··· Data shown
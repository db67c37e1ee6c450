//! The operations behind the `wasm_core` table.
//!
//! Return conventions follow the Lua idiom for recoverable failures:
//! constructors return the handle, or `nil` plus a message; `instantiate`
//! returns `nil, nil, message`; `get_export` returns `nil, message`.
//! `invoke` raises instead, since a failed call also destroys the store.

use mlua::{AnyUserData, Lua, MultiValue, Table, Value, Variadic};
use tracing::debug;

use luawasm_common::{RuntimeConfig, RuntimeError};
use luawasm_core::{CompiledModule, InstantiateOutcome, ModuleLinker, WasmEngine};

use crate::handles::{
    EngineHandle, HandleRegistry, InstanceHandle, LinkerHandle, ModuleHandle, StoreHandle,
    linked_pair,
};
use crate::marshal::{decode_call_args, descriptor_table, to_lua};

/// State shared by every function of one opened namespace.
pub struct Namespace {
    pub config: RuntimeConfig,
    pub registry: HandleRegistry,
}

impl Namespace {
    pub fn new(config: RuntimeConfig) -> Self {
        Self {
            config,
            registry: HandleRegistry::default(),
        }
    }
}

fn ok(value: Value) -> mlua::Result<MultiValue> {
    Ok(std::iter::once(value).collect())
}

fn failure(lua: &Lua, nils: usize, message: impl ToString) -> mlua::Result<MultiValue> {
    let message = Value::String(lua.create_string(message.to_string())?);
    Ok(std::iter::repeat_n(Value::Nil, nils)
        .chain(std::iter::once(message))
        .collect())
}

fn nothing() -> mlua::Result<MultiValue> {
    Ok(MultiValue::new())
}

fn raise(error: RuntimeError) -> mlua::Error {
    mlua::Error::RuntimeError(error.to_string())
}

pub fn new_engine(lua: &Lua, ns: &Namespace, (): ()) -> mlua::Result<MultiValue> {
    match WasmEngine::new(&ns.config.engine) {
        Ok(engine) => {
            let handle = EngineHandle::new(engine);
            ns.registry.track_engine(&handle);
            ok(Value::UserData(lua.create_userdata(handle)?))
        }
        Err(e) => failure(lua, 1, e),
    }
}

pub fn del_engine(_: &Lua, _: &Namespace, engine: Option<AnyUserData>) -> mlua::Result<MultiValue> {
    if let Some(engine) = engine {
        if engine.borrow::<EngineHandle>()?.0.delete()? {
            debug!("Engine deleted");
        }
    }
    nothing()
}

pub fn new_module(
    lua: &Lua,
    ns: &Namespace,
    (engine, bytes): (AnyUserData, mlua::String),
) -> mlua::Result<MultiValue> {
    let compiled = {
        let engine = engine.borrow::<EngineHandle>()?;
        let engine = engine.0.get()?;
        CompiledModule::from_bytes(engine.inner(), &bytes.as_bytes())
    };

    match compiled {
        Ok(module) => {
            let handle = ModuleHandle::new(module);
            ns.registry.track_module(&handle);
            ok(Value::UserData(lua.create_userdata(handle)?))
        }
        Err(e) => failure(lua, 1, e),
    }
}

pub fn del_module(_: &Lua, _: &Namespace, module: Option<AnyUserData>) -> mlua::Result<MultiValue> {
    if let Some(module) = module {
        if module.borrow::<ModuleHandle>()?.0.delete()? {
            debug!("Module deleted");
        }
    }
    nothing()
}

pub fn new_linker(lua: &Lua, ns: &Namespace, engine: AnyUserData) -> mlua::Result<MultiValue> {
    let linker = {
        let engine = engine.borrow::<EngineHandle>()?;
        let engine = engine.0.get()?;
        ModuleLinker::new(&engine, &ns.config.linker)
    };

    match linker {
        Ok(linker) => {
            let handle = LinkerHandle::new(linker);
            ns.registry.track_linker(&handle);
            ok(Value::UserData(lua.create_userdata(handle)?))
        }
        Err(e) => failure(lua, 1, e),
    }
}

pub fn del_linker(_: &Lua, _: &Namespace, linker: Option<AnyUserData>) -> mlua::Result<MultiValue> {
    if let Some(linker) = linker {
        if linker.borrow::<LinkerHandle>()?.0.delete()? {
            debug!("Linker deleted");
        }
    }
    nothing()
}

pub fn instantiate(
    lua: &Lua,
    ns: &Namespace,
    (linker, engine, module): (AnyUserData, AnyUserData, AnyUserData),
) -> mlua::Result<MultiValue> {
    let outcome = {
        let linker = linker.borrow::<LinkerHandle>()?;
        let engine = engine.borrow::<EngineHandle>()?;
        let module = module.borrow::<ModuleHandle>()?;
        let (linker, engine, module) = (linker.0.get()?, engine.0.get()?, module.0.get()?);
        linker.instantiate(&engine, &module, &ns.config.execution)
    };

    let linked = match outcome {
        Ok(InstantiateOutcome::Instantiated(linked)) => linked,
        Ok(InstantiateOutcome::LinkError { message } | InstantiateOutcome::Trap { message }) => {
            return failure(lua, 2, message);
        }
        Err(e) => return failure(lua, 2, e),
    };

    let (instance, store) = linked_pair(linked);
    ns.registry.track_store(&store);

    let Ok(store) = lua.create_userdata(store) else {
        instance.0.delete()?;
        return failure(lua, 2, RuntimeError::InstanceCreation);
    };
    let Ok(instance) = lua.create_userdata(instance) else {
        store.borrow::<StoreHandle>()?.0.delete()?;
        return failure(lua, 2, RuntimeError::InstanceCreation);
    };

    Ok([Value::UserData(instance), Value::UserData(store)]
        .into_iter()
        .collect())
}

/// Argument order of the earlier binding generation: engine, linker, module.
pub fn create_instance(
    lua: &Lua,
    ns: &Namespace,
    (engine, linker, module): (AnyUserData, AnyUserData, AnyUserData),
) -> mlua::Result<MultiValue> {
    instantiate(lua, ns, (linker, engine, module))
}

pub fn del_store(_: &Lua, _: &Namespace, store: Option<AnyUserData>) -> mlua::Result<MultiValue> {
    if let Some(store) = store {
        if store.borrow::<StoreHandle>()?.0.delete()? {
            debug!("Store deleted");
        }
    }
    nothing()
}

pub fn get_export(
    lua: &Lua,
    _: &Namespace,
    (instance, store, name): (AnyUserData, AnyUserData, String),
) -> mlua::Result<MultiValue> {
    let instance = instance.borrow::<InstanceHandle>()?;
    let store = store.borrow::<StoreHandle>()?;
    if !instance.0.same_slot(&store.0) {
        return failure(
            lua,
            1,
            RuntimeError::bad_argument("instance and store were not created together"),
        );
    }

    let described = store.0.get_mut()?.describe_export(&name);
    match described {
        Ok(descriptor) => ok(Value::Table(descriptor_table(lua, &descriptor)?)),
        Err(e) => failure(lua, 1, e),
    }
}

pub fn invoke(
    _: &Lua,
    _: &Namespace,
    (instance, store, name, param_count, result_count, args): (
        AnyUserData,
        AnyUserData,
        String,
        i64,
        i64,
        Variadic<Value>,
    ),
) -> mlua::Result<MultiValue> {
    let instance = instance.borrow::<InstanceHandle>()?;
    let store = store.borrow::<StoreHandle>()?;
    if !instance.0.same_slot(&store.0) {
        return Err(raise(RuntimeError::bad_argument(
            "instance and store were not created together",
        )));
    }

    let call = decode_call_args(param_count, result_count, &args).map_err(raise)?;
    let results = store
        .0
        .get_mut()?
        .invoke(&name, &call.params, &call.result_kinds)
        .map_err(raise)?;

    Ok(results.into_iter().map(to_lua).collect())
}

/// Call accounting of one store: `{calls, failures, fuel_consumed,
/// last_duration_us}`, or `nil` plus a message once the store is released.
pub fn metrics(
    lua: &Lua,
    _: &Namespace,
    (instance, store): (AnyUserData, AnyUserData),
) -> mlua::Result<MultiValue> {
    let instance = instance.borrow::<InstanceHandle>()?;
    let store = store.borrow::<StoreHandle>()?;
    if !instance.0.same_slot(&store.0) {
        return failure(
            lua,
            1,
            RuntimeError::bad_argument("instance and store were not created together"),
        );
    }

    let linked = store.0.get()?;
    let Some(metrics) = linked.metrics() else {
        return failure(lua, 1, RuntimeError::StoreReleased);
    };

    let table = lua.create_table()?;
    table.set("calls", metrics.calls)?;
    table.set("failures", metrics.failures)?;
    table.set("fuel_consumed", metrics.fuel_consumed)?;
    if let Some(duration) = metrics.last_duration {
        table.set(
            "last_duration_us",
            u64::try_from(duration.as_micros()).unwrap_or(u64::MAX),
        )?;
    }
    ok(Value::Table(table))
}

pub fn stats(lua: &Lua, ns: &Namespace, (): ()) -> mlua::Result<MultiValue> {
    let counts = ns.registry.counts();
    let table: Table = lua.create_table()?;
    table.set("engines", counts.engines)?;
    table.set("modules", counts.modules)?;
    table.set("linkers", counts.linkers)?;
    table.set("stores", counts.stores)?;
    ok(Value::Table(table))
}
······
Task objective:
Go through the records above. Copy each line in which the string "counts" appears.

Solution for this problem:
    let counts = ns.registry.counts();
    table.set("engines", counts.engines)?;
    table.set("modules", counts.modules)?;
    table.set("linkers", counts.linkers)?;
    table.set("stores", counts.stores)?;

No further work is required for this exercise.